A break from the adventure in Living Stone
In deference to Thanksgiving, I want to write about how food shows quite a bit about the culture and geography in your world. I have often spoken about how I write a detailed synopsis of someone’s day in my authors notes with a specific focus on breakfast and other meals.
Do they eat simple cuisine or rich fair? Why? Because what a person eats gives you socio-economic status or their rank in a family. What spices do they use? Are they readily available either because they are close by or due to ease of transportation. What is easy to grow in the region of their world? What is imported or exported? How available is sugar?
How is it cooked? On an open fire or in a stove? How is the stove fueled? Is the stove also the main heat source in the house? What tools are necessary in order to create such a dish? Perhaps the characters don’t cook–do they eat out at restaurants, have servants or family members to cook for them?
Finally consider what diseases do they suffer do to the lack of food? Or eating unhealthily?
All of my titles show food being consumed at least in the background. In Other Systems, the menu that Abby consumes is directly related to where she is in the Universe.

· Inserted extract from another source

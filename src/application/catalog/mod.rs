pub mod instrument_catalog;

pub use instrument_catalog::{InstrumentCatalog, Lookup, SyncReport};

Da and Ma had made sure their children never went hungry, but growing up with them had brought a certain degree of monotony to the food. On Kipos, Abby felt a fear of constant scarcity due to her limited diet, but on the Revelation a stocked kitchen was available to her. The large, cold pantry was full of meats, fish, cheeses, eggs, dairy products, fruits, and vegetables. The dry pantry had oils, spices, sugar, cereals, and pastas. Whatever she used was added to the inventory, which was updated continuously. The list would be sent ahead the day before they landed on Kipos. When the computer recorded the jump in milk and juice consumption, she was worried, but Brian said both were cheaper and better for her than coffee. Mark added, “Especially because the Revelation has four coffee addicts aboard.”
How could she not feel safe? (Excerpt from page 222-223)
In Faminelands and Lure, food is often a breaking moment between action sequences. In Out for Souls&Cookies, food is often in the background though in Book 3: Rosie does spits out a vegan dog with the complaint that poodles are carnivorous!
Now much of this might stay in author notes, but some of it might end up in the finished work.